In 1897, Dejazmach Tessema Nadew with two thousand cavalary and infantry under his command, led the first wave in the campaign against the Baaka, a sub-group of the Aari people. The Imperial Ethiopian army approached the Baaka by beating the ceremonial drum negarit. The Baaka on their part blew their horn trumpets shoora and prepared themselves to confront Tessema's army. Conflict began under the beats of the war drum and blowing of horns. The Baaka warriors fought the army of Tesemma in three battles. The first battle was around Boshkoro in Maaleland. The second battle took place around Waati (what was later to be a customs check point known locally as kella). The third fighting took place in Bakko (then known as Adir). The Aari lost all three of these battles.

=== Fashoda ===
In March 1898, on Menelik’s orders, Tessema led a large Ethiopian army (with a Russian contingent) from his base in Gore, Illubabor, to join the French soldier Major Jean-Baptiste Marchand at Fashoda in the Sudan. It was, however, not Menelik’s intention to assist the French against the British during the Fashoda incident between the two European powers. Menelik’s aim was largely to claim the territories in the Sudanese borderlands for Ethiopia. However, because of disease in the Nile Valley lowlands, Tessema’s army was forced to return to Gore in May before meeting with Marchand in Fashoda. He made, however, Fitawrari Haylu with eight hundred men and three Europeans move further to the confluence of the White Nile and the Sobat rivers, where they planted Ethiopian and French flags.

=== Bank of Abyssinia ===
In 1900 Tesemma was promoted from Dejazmach to Ras. After 1900, he spent most of his time as advisor to the board of governors of the Bank of Abyssinia, which opened in 1905.

==Regency==
In October 1909 he was made Ras Bitwoded (Noble title equal to Earl – Ras being the highest rank) and regent to Lij Iyasu, Menelik’s designated heir. The new regent-designate found his authority undermined by Empress Taytu who tried to manipulate power and consolidate her own position while paralyzed Emperor Menelik was still alive. The Empress insisted that questions from the foreign legations in Addis Ababa be directed to her, not to the regent Tessema. Furthermore, Tessema himself suffered from an illness, which left him appearing helpless and apathetic and would take his life within a year.
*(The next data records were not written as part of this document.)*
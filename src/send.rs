//! Orchestrates a complete track upload: secure session setup, key
//! exchange, bulk streaming, and TOC commit, reporting progress through a
//! bounded channel so a caller (the CLI, or any embedder) never blocks the
//! transfer waiting on a slow UI.

use std::path::Path;
use std::sync::mpsc::SyncSender;

use log::info;

use crate::commands;
use crate::error::Result;
use crate::secure::{self, EkbState};
use crate::track::Track;
use crate::usb::RawTransport;

/// A progress notification emitted during [`send_track`].
#[derive(Clone, Debug)]
pub enum TransferEvent {
    /// Secure session negotiation has started.
    Setup,
    /// `transferred` bytes of the bulk stream have gone out so far.
    Send { transferred: u64 },
    /// Waiting on the device to finish ingesting the stream.
    Poll,
    /// The device has assigned the uploaded track this number.
    Track { track_number: u16 },
}

fn notify(sink: Option<&SyncSender<TransferEvent>>, event: TransferEvent) {
    let sink = match sink {
        Some(sink) => sink,
        None => return,
    };
    match event {
        TransferEvent::Send { .. } | TransferEvent::Poll => {
            let _ = sink.try_send(event);
        }
        _ => {
            let _ = sink.send(event);
        }
    }
}

/// Encodes `path` and uploads it to the device, renaming it to `title` and
/// returning the track number the device assigned. `progress`, if given, is
/// fed [`TransferEvent`]s as the transfer proceeds; a full channel drops
/// high-frequency `Send`/`Poll` events rather than stalling the upload.
pub fn send_track<T: RawTransport + ?Sized>(
    transport: &mut T,
    path: &Path,
    title: &str,
    progress: Option<&SyncSender<TransferEvent>>,
) -> Result<u16> {
    notify(progress, TransferEvent::Setup);

    let mut ekb = EkbState::new();
    let track = Track::prepare(path, title, &ekb)?;

    let _ = secure::acquire(transport);
    let _ = secure::forget_secure_key(transport);
    let _ = secure::track_protection(transport, 1);

    secure::enter_secure_session(transport)?;
    secure::send_key_data(transport, &ekb)?;

    secure::session_key_exchange(transport, &mut ekb)?;
    let session_key = ekb.derive_session_key()?;
    secure::kek_exchange(transport, &ekb, &session_key)?;

    secure::init_secure_send(
        transport,
        track.wire_format as u8,
        track.disc_format as u8,
        track.frames,
        track.total_bytes(),
    )?;

    let mut transferred: u64 = 0;
    for packet in &track.packets {
        if packet.first {
            let audio_len = track.frames as u64 * track.wire_format.frame_size() as u64;
            let mut preamble = Vec::with_capacity(24 + packet.data.len());
            preamble.extend_from_slice(&audio_len.to_be_bytes());
            preamble.extend_from_slice(&ekb.decrypt_track_key(&track.key)?);
            preamble.extend_from_slice(&ekb.iv);
            preamble.extend_from_slice(&packet.data);
            transport.bulk_write(&preamble)?;
            transferred += preamble.len() as u64;
        } else {
            transport.bulk_write(&packet.data)?;
            transferred += packet.data.len() as u64;
        }
        notify(progress, TransferEvent::Send { transferred });
    }

    notify(progress, TransferEvent::Poll);
    let reply = secure::finish_secure_send(transport)?;
    let track_number = secure::track_number_from_reply(&reply)?;

    commands::cache_toc(transport)?;
    commands::set_track_title(transport, track_number, title, true)?;
    commands::sync_toc(transport)?;
    transport.wait_idle()?;
    secure::commit_track(transport, track_number, &session_key)?;

    secure::forget_secure_key(transport)?;
    secure::leave_secure_session(transport)?;
    secure::release(transport)?;

    info!("uploaded \"{}\" as track {}", title, track_number);
    notify(progress, TransferEvent::Track { track_number });
    Ok(track_number)
}

#[cfg(test)]
mod tests {
    use super::*;
    use std::collections::VecDeque;
    use std::io::Write;
    use std::sync::mpsc::sync_channel;

    struct ScriptedTransport {
        responses: VecDeque<Vec<u8>>,
        pub bulk_writes: Vec<Vec<u8>>,
    }

    impl ScriptedTransport {
        fn new(responses: Vec<Vec<u8>>) -> Self {
            Self { responses: responses.into(), bulk_writes: Vec::new() }
        }
    }

    impl RawTransport for ScriptedTransport {
        fn send_request(&mut self, _buf: &[u8]) -> Result<()> {
            Ok(())
        }
        fn poll_status(&mut self) -> Result<i32> {
            Ok(if self.responses.is_empty() { -1 } else { self.responses[0].len() as i32 })
        }
        fn read_response(&mut self, n: usize) -> Result<Vec<u8>> {
            let buf = self.responses.pop_front().unwrap();
            assert_eq!(buf.len(), n);
            Ok(buf)
        }
        fn bulk_write(&mut self, buf: &[u8]) -> Result<usize> {
            self.bulk_writes.push(buf.to_vec());
            Ok(buf.len())
        }
        fn read_status_raw(&mut self) -> Result<[u8; 4]> {
            // This test doesn't exercise wait_idle's retry loop, only that
            // it's called in the right place; report idle immediately.
            Ok([0u8; 4])
        }
    }

    fn accepted(check: &[u8], rest_len: usize) -> Vec<u8> {
        let mut r = vec![0x09];
        r.extend_from_slice(check);
        r.extend(std::iter::repeat(0u8).take(rest_len));
        r
    }

    fn interim(check: &[u8], rest_len: usize) -> Vec<u8> {
        let mut r = vec![0x0f];
        r.extend_from_slice(check);
        r.extend(std::iter::repeat(0u8).take(rest_len));
        r
    }

    fn minimal_pcm_wav(samples: &[u8]) -> Vec<u8> {
        let mut buf = Vec::new();
        buf.extend_from_slice(b"RIFF");
        buf.extend_from_slice(&0u32.to_le_bytes());
        buf.extend_from_slice(b"WAVE");
        buf.extend_from_slice(b"fmt ");
        buf.extend_from_slice(&16u32.to_le_bytes());
        buf.extend_from_slice(&1u16.to_le_bytes());
        buf.extend_from_slice(&2u16.to_le_bytes());
        buf.extend_from_slice(&44100u32.to_le_bytes());
        buf.extend_from_slice(&176400u32.to_le_bytes());
        buf.extend_from_slice(&4u16.to_le_bytes());
        buf.extend_from_slice(&16u16.to_le_bytes());
        buf.extend_from_slice(b"data");
        buf.extend_from_slice(&(samples.len() as u32).to_le_bytes());
        buf.extend_from_slice(samples);
        buf
    }

    #[test]
    fn full_upload_happy_path_reports_track_number() {
        let dir = std::env::temp_dir();
        let path = dir.join(format!("netmd-send-test-{}.wav", std::process::id()));
        let samples: Vec<u8> = (0..2048u32).map(|i| i as u8).collect();
        {
            let mut f = std::fs::File::create(&path).unwrap();
            f.write_all(&minimal_pcm_wav(&samples)).unwrap();
        }

        fn secure_check(opcode: u8) -> [u8; 10] {
            [0x18, 0x00, 0x08, 0x00, 0x46, 0xf0, 0x03, 0x01, 0x03, opcode]
        }

        let responses = vec![
            accepted(&[0xff, 0x01], 0),                    // acquire (best-effort)
            accepted(&secure_check(0x21), 0),              // forget_secure_key (best-effort, start)
            accepted(&secure_check(0x2b), 0),              // track_protection (best-effort)
            accepted(&secure_check(0x80), 0),              // enter_secure_session
            accepted(&secure_check(0x12), 0),              // send_key_data
            accepted(&secure_check(0x20), 23),             // session_key_exchange
            accepted(&secure_check(0x22), 0),              // kek_exchange
            interim(&secure_check(0x28), 0),               // init_secure_send
            { let mut r = accepted(&secure_check(0x28), 0); r.extend(std::iter::repeat(0u8).take(19 - r.len())); r.push(0); r.push(7); r }, // finish_secure_send -> track 7
            accepted(&[0x18, 0x08, 0x10, 0x18, 0x02, 0x03], 0), // cache_toc
            accepted(&[0x18, 0x07, 0x02, 0x20, 0x18, 0x02], 0), // set_track_title (is_new: no lookup, no inner bracket)
            accepted(&[0x18, 0x08, 0x10, 0x18, 0x02, 0x00], 0), // sync_toc
            accepted(&secure_check(0x48), 0),              // commit_track
            accepted(&secure_check(0x21), 0),              // forget_secure_key (teardown)
            accepted(&secure_check(0x81), 0),              // leave_secure_session
            accepted(&[0xff, 0x01], 0),                    // release
        ];
        let mut transport = ScriptedTransport::new(responses);
        let (tx, rx) = sync_channel(8);

        let track_number = send_track(&mut transport, &path, "My Track", Some(&tx)).unwrap();
        std::fs::remove_file(&path).ok();

        assert_eq!(track_number, 7);
        assert!(!transport.bulk_writes.is_empty());

        let events: Vec<_> = rx.try_iter().collect();
        assert!(matches!(events.first(), Some(TransferEvent::Setup)));
        assert!(events.iter().any(|e| matches!(e, TransferEvent::Track { track_number: 7 })));
    }
}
It took a coup d'état engineered by a group of aristocrats and the head of the Imperial Bodyguard to convince Ras Tesemma and Habte Giyorgis to decisively limit the influence of the Empress by forcing her resignation in March 1910. Despite these developments, the imperial government continued to falter: administrators were unwilling to make decisions because Tessema himself might be overthrown, and foreign affairs likewise suffered. Despite this, Harold Marcus notes that the presence of Tessema "did curb ministerial dissensions and intrigues and was a reminder of the existence of central authority."

==Legacy==
On 10 April 1911, Tessema Nadew died. Shortly after midnight on 11 April Tessema's body was taken to Debre Libanos for immediate burial. Lij Iyasu maneuvered himself in the position of regent.

His son Dejazmach Kebede Tessema succeeded him as Governor, or Shum of Illubabor in 1909, after Tessema became regent.